Currently, the outputs of the following methods are included. Where applicable, we considered a wide range of control parameters.

  • k-means, Gaussian mixtures, spectral, and Birch available in sklearn 0.23.1 (Python) [6, 44];

  • hierarchical agglomerative methods with the average, centroid, complete, median, Ward, and weighted/McQuitty linkages implemented in fastcluster 1.1.26 (Python/R) [43]

  • genieclust 1.0.0 (Python/R) [20, 25] (note that Genie with g=1.0 is equivalent to the single linkage algorithm);

  • ITM git commit 178fd43 (Python) [42] – an “information-theoretic” algorithm based on minimum spanning trees;

  • optim_cvi — local maxima (great effort was made to maximise the probability of their being high-quality ones) of many internal cluster validity measures, including the Caliński–Harabasz, Dunn, or Silhouette index; see [26].
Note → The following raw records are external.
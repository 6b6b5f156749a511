//! RequestHandler trait - the seam between the router and application code

use async_trait::async_trait;

use crate::error::{HandlerError, HandlerResult};
use crate::models::{RequestEnvelope, ResponseEnvelope};

/// Resources addressed by a request: the app-topic segments after the method
#[derive(Debug, Clone, Default, PartialEq, Eq)]
pub struct RequestResources(Vec<String>);

impl RequestResources {
    pub fn new(resources: Vec<String>) -> Self {
        Self(resources)
    }

    pub fn as_slice(&self) -> &[String] {
        &self.0
    }

    pub fn get(&self, index: usize) -> Option<&str> {
        self.0.get(index).map(String::as_str)
    }

    pub fn first(&self) -> Option<&str> {
        self.get(0)
    }

    pub fn len(&self) -> usize {
        self.0.len()
    }

    pub fn is_empty(&self) -> bool {
        self.0.is_empty()
    }

    /// True when the resources are exactly `path`
    pub fn matches(&self, path: &[&str]) -> bool {
        self.0.len() == path.len() && self.0.iter().zip(path).all(|(a, b)| a == b)
    }
}

impl From<Vec<String>> for RequestResources {
    fn from(resources: Vec<String>) -> Self {
        Self(resources)
    }
}

impl std::fmt::Display for RequestResources {
    fn fmt(&self, f: &mut std::fmt::Formatter<'_>) -> std::fmt::Result {
        f.write_str(&self.0.join("/"))
    }
}

/// Application code answering cloud requests for one app id.
///
/// Every verb defaults to [`HandlerError::NotSupported`], which the router
/// answers with a not-found reply. Implementors override the verbs they serve.
#[async_trait]
pub trait RequestHandler: Send + Sync {
    async fn do_get(
        &self,
        resources: &RequestResources,
        _request: &RequestEnvelope,
    ) -> HandlerResult<ResponseEnvelope> {
        Err(HandlerError::NotSupported(format!("GET {}", resources)))
    }

    async fn do_put(
        &self,
        resources: &RequestResources,
        _request: &RequestEnvelope,
    ) -> HandlerResult<ResponseEnvelope> {
        Err(HandlerError::NotSupported(format!("PUT {}", resources)))
    }

    async fn do_post(
        &self,
        resources: &RequestResources,
        _request: &RequestEnvelope,
    ) -> HandlerResult<ResponseEnvelope> {
        Err(HandlerError::NotSupported(format!("POST {}", resources)))
    }

    async fn do_del(
        &self,
        resources: &RequestResources,
        _request: &RequestEnvelope,
    ) -> HandlerResult<ResponseEnvelope> {
        Err(HandlerError::NotSupported(format!("DEL {}", resources)))
    }

    async fn do_exec(
        &self,
        resources: &RequestResources,
        _request: &RequestEnvelope,
    ) -> HandlerResult<ResponseEnvelope> {
        Err(HandlerError::NotSupported(format!("EXEC {}", resources)))
    }
}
New results will be added in the future (note that we can only consider methods that allow for setting the precise number of generated clusters). Quality contributions are welcome.

Feature Engineering

The algorithms operated on the original data spaces, i.e., subject to only some mild preprocessing:

  • columns of zero variance have been removed;

  • a tiny amount of white noise has been added to each datum to make sure the distance matrices consist of unique elements (this guarantees that the results of hierarchical clustering algorithms are unambiguous);

  • all data were translated and scaled proportionally to assure that each column is of mean 0 and that the total variance of all entries is 1 (this is not standardisation).

Note, however, that spectral clustering and Gaussian mixtures can be considered as ones that modifies the input data space.

Overall, comparisons between distance-based methods that apply automated feature engineering/selection and those that only operate on raw inputs are not exactly fair. In such settings, the classical methods should be run on the transformed data spaces as well.